We may not be able to obtain government regulatory approval to market our product candidates.

To date, we have not submitted a marketing application for any product candidate to the FDA or any foreign regulatory agency, and none of our product candidates has been approved for commercialization in any country. Prior to commercialization, each product candidate would be subject to an extensive and lengthy governmental regulatory approval process in the United States and in other countries. We or any prospective partners or our medical device partner or future partners may not be able to obtain regulatory approval for any product candidates, or even if approval is obtained, the labeling for such products may place restrictions on their use that could materially impact the marketability and profitability of the product subject to such restrictions. Satisfaction of these regulatory requirements, which includes satisfying the FDA and foreign regulatory authorities that the product is both safe and effective for its intended uses, typically takes several years or more depending upon the type, complexity and novelty of the product and requires the expenditure of substantial resources. Uncertainty with respect to meeting the regulatory requirements governing our product candidates may result in excessive costs or extensive delays in the regulatory approval process, adding to the already lengthy review process. If regulatory approval of a product is granted, such approval will be limited to those disease states and conditions for which the product is proven safe and effective, as demonstrated by clinical trials, and may not include all of the indications necessary to successfully market the product. Even though we have obtained orphan drug designation by the FDA and EMEA for AP23573 in bone and soft-tissue sarcomas, this designation may be challenged by others or may prove to be of no practical benefit.

32


We will not be able to sell our product candidates if we or our third-party manufacturers fail to comply with FDA manufacturing regulations.

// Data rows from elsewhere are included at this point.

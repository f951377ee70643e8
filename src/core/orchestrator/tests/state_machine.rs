use crate::core::orchestrator::{can_transition, types::TaskState};

#[test]
fn lifecycle_happy_path_transitions_are_allowed() {
    let path = [
        (TaskState::Queued, TaskState::Running),
        (TaskState::Running, TaskState::AwaitingChild),
        (TaskState::AwaitingChild, TaskState::Running),
        (TaskState::Running, TaskState::Completed),
    ];
    for (from, to) in path {
        assert!(
            can_transition(from, to),
            "expected transition {from:?} -> {to:?} to be allowed"
        );
    }
}

#[test]
fn retry_requeue_is_allowed_from_running() {
    assert!(can_transition(TaskState::Running, TaskState::Queued));
    assert!(can_transition(TaskState::Queued, TaskState::Running));
}

#[test]
fn cancel_is_allowed_from_every_active_state() {
    for from in [
        TaskState::Queued,
        TaskState::Running,
        TaskState::AwaitingChild,
    ] {
        assert!(
            can_transition(from, TaskState::Cancelled),
            "expected cancel from {from:?}"
        );
    }
}

#[test]
fn terminal_states_are_frozen() {
    for terminal in [
        TaskState::Completed,
        TaskState::Failed,
        TaskState::Cancelled,
    ] {
        for to in [
            TaskState::Queued,
            TaskState::Running,
            TaskState::AwaitingChild,
            TaskState::Completed,
            TaskState::Failed,
            TaskState::Cancelled,
        ] {
            if terminal == to {
                continue;
            }
            assert!(
                !can_transition(terminal, to),
                "terminal {terminal:?} must not move to {to:?}"
            );
        }
    }
}

#[test]
fn queued_cannot_skip_to_terminal_success() {
    assert!(!can_transition(TaskState::Queued, TaskState::Completed));
    assert!(!can_transition(TaskState::Queued, TaskState::AwaitingChild));
}

#[test]
fn state_labels_round_trip() {
    for state in [
        TaskState::Queued,
        TaskState::Running,
        TaskState::AwaitingChild,
        TaskState::Completed,
        TaskState::Failed,
        TaskState::Cancelled,
    ] {
        assert_eq!(TaskState::from_status(state.as_str()), Some(state));
    }
    assert_eq!(TaskState::from_status("weird"), None);
}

Before we can begin to commercially manufacture our product candidates, we must either secure manufacturing in an FDA approved manufacturing facility or obtain regulatory approval of our own manufacturing facility and processes. In addition, the manufacturing of our product candidates must comply with cGMP requirements of the FDA and similar requirements of regulatory agencies in other countries. These requirements govern, among other things, quality control and documentation procedures. We, or any third-party manufacturer of our product candidates, may not be able to comply with these requirements, which would prevent us from selling such products. Material changes to the manufacturing processes of our products after approvals have been granted are also subject to review and approval by the FDA or other regulatory agencies. Post approval, such facilities are subject to continuing FDA and foreign regulatory inspections and failure to comply with cGMPs or similar regulations can result in regulatory action up to and including cessation of shipment of product.

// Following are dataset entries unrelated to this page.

//! Webhook signatures and short-lived internal bearer tokens. Both ride on
//! HMAC-SHA256 with constant-time verification; bearers are used for
//! agent-to-agent calls and never live longer than a minute.

use base64::Engine as _;
use base64::engine::general_purpose::URL_SAFE_NO_PAD;
use hmac::{Hmac, Mac};
use serde::{Deserialize, Serialize};
use sha2::Sha256;
use thiserror::Error;

use crate::core::signal::now_epoch;
use crate::error::EngineError;

type HmacSha256 = Hmac<Sha256>;

const SIGNATURE_PREFIX: &str = "sha256=";
const BEARER_VERSION: &str = "v1";
const MAX_BEARER_TTL_SECS: i64 = 60;
const CLOCK_SKEW_SECS: i64 = 5;

/// Signature header value for an outbound webhook body: `sha256=<hex>`.
pub fn sign_webhook(body: &[u8], secret: &str) -> String {
    let mut mac = HmacSha256::new_from_slice(secret.as_bytes()).expect("hmac accepts any key size");
    mac.update(body);
    let digest = mac.finalize().into_bytes();
    format!("{SIGNATURE_PREFIX}{}", hex_encode(&digest))
}

/// Verify an inbound webhook signature. Missing, malformed, or mismatched
/// headers all report false; the comparison itself is constant-time.
pub fn verify_webhook(body: &[u8], header: Option<&str>, secret: &str) -> bool {
    let header = match header {
        Some(h) => h,
        None => return false,
    };
    let hex = match header.strip_prefix(SIGNATURE_PREFIX) {
        Some(h) => h,
        None => return false,
    };
    let sig = match hex_decode(hex) {
        Some(s) => s,
        None => return false,
    };
    let mut mac = HmacSha256::new_from_slice(secret.as_bytes()).expect("hmac accepts any key size");
    mac.update(body);
    mac.verify_slice(&sig).is_ok()
}

#[derive(Debug, Clone, Serialize, Deserialize, PartialEq)]
pub struct BearerClaims {
    pub iss: String,
    pub aud: String,
    pub iat: i64,
    pub nbf: i64,
    pub exp: i64,
}

#[derive(Debug, Clone, Error, PartialEq)]
pub enum BearerError {
    #[error("bearer token expired")]
    Expired,
    #[error("bearer token audience mismatch")]
    BadAudience,
    #[error("bearer token signature invalid")]
    BadSignature,
}

impl From<BearerError> for EngineError {
    fn from(e: BearerError) -> Self {
        EngineError::Unauthorized(e.to_string())
    }
}

/// Mint a bearer for an internal call. TTL is clamped to 60 seconds.
pub fn issue_internal_bearer(key: &str, issuer: &str, audience: &str, ttl_secs: i64) -> String {
    let now = now_epoch();
    let claims = BearerClaims {
        iss: issuer.to_string(),
        aud: audience.to_string(),
        iat: now,
        nbf: now,
        exp: now + ttl_secs.clamp(1, MAX_BEARER_TTL_SECS),
    };
    let payload = URL_SAFE_NO_PAD.encode(serde_json::to_vec(&claims).expect("claims serialize"));
    let signing_input = format!("{BEARER_VERSION}.{payload}");
    let mut mac = HmacSha256::new_from_slice(key.as_bytes()).expect("hmac accepts any key size");
    mac.update(signing_input.as_bytes());
    let sig = URL_SAFE_NO_PAD.encode(mac.finalize().into_bytes());
    format!("{signing_input}.{sig}")
}

/// Verify a bearer and return its claims. Tolerates ±5s clock skew on the
/// time checks.
pub fn verify_internal_bearer(
    key: &str,
    token: &str,
    expected_audience: &str,
) -> Result<BearerClaims, BearerError> {
    let mut parts = token.split('.');
    let (version, payload, sig) = match (parts.next(), parts.next(), parts.next(), parts.next()) {
        (Some(v), Some(p), Some(s), None) => (v, p, s),
        _ => return Err(BearerError::BadSignature),
    };
    if version != BEARER_VERSION {
        return Err(BearerError::BadSignature);
    }
    let sig_bytes = URL_SAFE_NO_PAD
        .decode(sig)
        .map_err(|_| BearerError::BadSignature)?;
    let signing_input = format!("{version}.{payload}");
    let mut mac = HmacSha256::new_from_slice(key.as_bytes()).expect("hmac accepts any key size");
    mac.update(signing_input.as_bytes());
    mac.verify_slice(&sig_bytes)
        .map_err(|_| BearerError::BadSignature)?;

    let claims_bytes = URL_SAFE_NO_PAD
        .decode(payload)
        .map_err(|_| BearerError::BadSignature)?;
    let claims: BearerClaims =
        serde_json::from_slice(&claims_bytes).map_err(|_| BearerError::BadSignature)?;

    if claims.aud != expected_audience {
        return Err(BearerError::BadAudience);
    }
    let now = now_epoch();
    if now > claims.exp + CLOCK_SKEW_SECS {
        return Err(BearerError::Expired);
    }
    if now < claims.nbf - CLOCK_SKEW_SECS {
        return Err(BearerError::Expired);
    }
    Ok(claims)
}

/// Unique external id for idempotency keys, e.g. `task-1722598000-3fa9c1d2`.
pub fn generate_external_id(prefix: &str) -> String {
    let unique: [u8; 4] = rand::random();
    let suffix = hex_encode(&unique);
    if prefix.is_empty() {
        format!("{}-{}", now_epoch(), suffix)
    } else {
        format!("{prefix}-{}-{}", now_epoch(), suffix)
    }
}

fn hex_encode(bytes: &[u8]) -> String {
    bytes.iter().map(|b| format!("{b:02x}")).collect()
}

fn hex_decode(s: &str) -> Option<Vec<u8>> {
    if s.len() % 2 != 0 {
        return None;
    }
    (0..s.len())
        .step_by(2)
        .map(|i| u8::from_str_radix(&s[i..i + 2], 16).ok())
        .collect()
}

Even if we bring products to market, we may be unable to effectively price our products or obtain adequate reimbursement for sales of our products, which would prevent our products from becoming profitable.

If we succeed in bringing any product candidates to the market, they may not be considered cost-effective, and coverage and adequate payments may not be available or may not be sufficient to allow us to sell our products on a competitive basis. In both the United States and elsewhere, sales of medical products and treatments are dependent, in part, on the availability of reimbursement from third-party payors, such as health maintenance organizations and other private insurance plans and governmental programs such as Medicare. Third-party payors are increasingly challenging the prices charged for pharmaceutical products and services. Our business is affected by the efforts of government and third-party payors to contain or reduce the cost of health care through various means. In the United States, there have been and will continue to be a number of federal and state proposals to implement government controls on pricing. Similar government pricing controls exist in varying degrees in other countries. In addition, the emphasis on managed care in the United States has increased and will continue to increase the pressure on the pricing of pharmaceutical products. We cannot predict whether any legislative or regulatory proposals will be adopted or the effect these proposals or managed care efforts may have on our business.

Risks Relating to Our Common Stock

Results of our operations, general market conditions for biotechnology stocks and other factors could result in a sudden change in the value of our stock.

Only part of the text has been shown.